As the pandemic has evolved, adaption of services has been necessary to cope with the surges in COVID-19–related demands while maintaining elective surgery. A balance between surgical deferral and its negative impact on medium- and long-term health outcomes and minimising COVID-19 transmission in the elective stream have been the biggest challenge for most hospitals throughout the UK.
The “crisis within a crisis” necessitated a pressing need to implement safe operating services and procedures at an early stage of the pandemic. At our institution, we have been mindful that, in some circumstances, international reports of COVID-19 may not have been truly reflective of our experience. To maximise our surgical delivery while protecting patients and staff from COVID-19 transmission, self-contained surgical zones were created to ensure that elective surgical services could be maintained throughout the pandemic. There is however a paucity of large-volume evidence supporting the implementation of these zones in acute hospitals providing broad specialty surgical care [11,23,24]. We hypothesised that development of such units would provide a safe and deliverable service with good outcomes during the peak of a pandemic. The aim of this study was to assess the perioperative risk of COVID-19 transmission and mortality during the pandemic and whether the development of a Protected Elective Surgical Unit can minimise COVID-19–related morbidity.
METHODS
Design
An observational cohort study was performed of all patients undergoing surgery across a single Health Board (a local authority responsible for provision of health care to a region) from 15 March 2020 to 14 March 2021. All patients undergoing emergency and elective surgery under general, spinal, or epidural anaesthetic were included. Reoperations, within the same admission or for complications on readmission, were excluded. Procedures such as tracheostomies were excluded if the patient was already anaesthetised in intensive care, and anaesthetic or cardioversion procedures performed in theatre were excluded. Cases performed under local anaesthetic and/or endoscopy procedures were also excluded.

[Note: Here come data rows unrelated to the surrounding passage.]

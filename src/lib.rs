use actix_cors::Cors;
use actix_files::Files;
use actix_web::{App, HttpServer, middleware, web};

use crate::cache::{ClienteCache, VehiculoCache};
use crate::db::establish_connection_pool;
use crate::models::config::ServerConfig;
use crate::repository::DieselRepository;
use crate::routes::cliente::{
    create_cliente, delete_cliente, get_cliente, list_clientes, patch_cliente, update_cliente,
    update_cliente_imagen,
};
use crate::routes::vehiculo::{
    create_vehiculo, delete_vehiculo, get_vehiculo, list_vehiculos, patch_vehiculo,
    update_vehiculo, update_vehiculo_image,
};
use crate::routes::{json_error_handler, path_error_handler, query_error_handler};
use crate::storage::{FILES_PATH, FileSystemStorage};

pub mod cache;
pub mod db;
pub mod domain;
pub mod dto;
pub mod error_conversions;
pub mod forms;
pub mod models;
pub mod pagination;
pub mod repository;
pub mod routes;
pub mod schema;
pub mod services;
pub mod storage;

/// Registers every API route and the extractor error handlers.
///
/// Clientes live under the fixed `/api/clientes` prefix; vehiculos are
/// mounted under `api_version`.
pub fn configure(cfg: &mut web::ServiceConfig, api_version: &str) {
    cfg.app_data(web::JsonConfig::default().error_handler(json_error_handler))
        .app_data(web::QueryConfig::default().error_handler(query_error_handler))
        .app_data(web::PathConfig::default().error_handler(path_error_handler))
        .service(list_clientes)
        .service(create_cliente)
        .service(update_cliente_imagen)
        .service(get_cliente)
        .service(update_cliente)
        .service(patch_cliente)
        .service(delete_cliente)
        .service(
            web::scope(api_version)
                .service(list_vehiculos)
                .service(create_vehiculo)
                .service(update_vehiculo_image)
                .service(get_vehiculo)
                .service(update_vehiculo)
                .service(patch_vehiculo)
                .service(delete_vehiculo),
        );
}

/// Builds and runs the Actix-Web HTTP server using the provided configuration.
pub async fn run(server_config: ServerConfig) -> std::io::Result<()> {
    // Establish Diesel connection pool for the SQLite database.
    let pool = establish_connection_pool(&server_config.database_url).map_err(|e| {
        std::io::Error::other(format!("Failed to establish database connection: {e}"))
    })?;

    let repo = DieselRepository::new(pool);
    let clientes_cache = ClienteCache::new();
    let vehiculos_cache = VehiculoCache::new();
    let storage = FileSystemStorage::new(&server_config.upload_dir, FILES_PATH)?;

    let bind_address = (server_config.address.clone(), server_config.port);
    log::info!(
        "Starting server on {}:{} (vehiculos under {})",
        bind_address.0,
        bind_address.1,
        server_config.api_version
    );

    HttpServer::new(move || {
        App::new()
            .wrap(Cors::permissive())
            .wrap(middleware::Compress::default())
            .wrap(middleware::Logger::default())
            .service(Files::new(FILES_PATH, storage.root()))
            .configure(|cfg| configure(cfg, &server_config.api_version))
            .app_data(web::Data::new(repo.clone()))
            .app_data(web::Data::new(clientes_cache.clone()))
            .app_data(web::Data::new(vehiculos_cache.clone()))
            .app_data(web::Data::new(storage.clone()))
            .app_data(web::Data::new(server_config.clone()))
    })
    .bind(bind_address)?
    .run()
    .await
}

The study was undertaken according to STROBE guidelines for observational studies [12]. Data was initially collected retrospectively via an electronic theatre record system (Theatreman, Trisoft Ltd, Nottingham UK), with demographics, operation performed, length of hospital stay, and 30-day mortality retrieved from the hospital electronic patient records and patient notes. For the first 3 months of the study window, data was verified by subspecialty clinical leads, and all positive swabs were cross-checked with Public Health Wales to ensure data accuracy.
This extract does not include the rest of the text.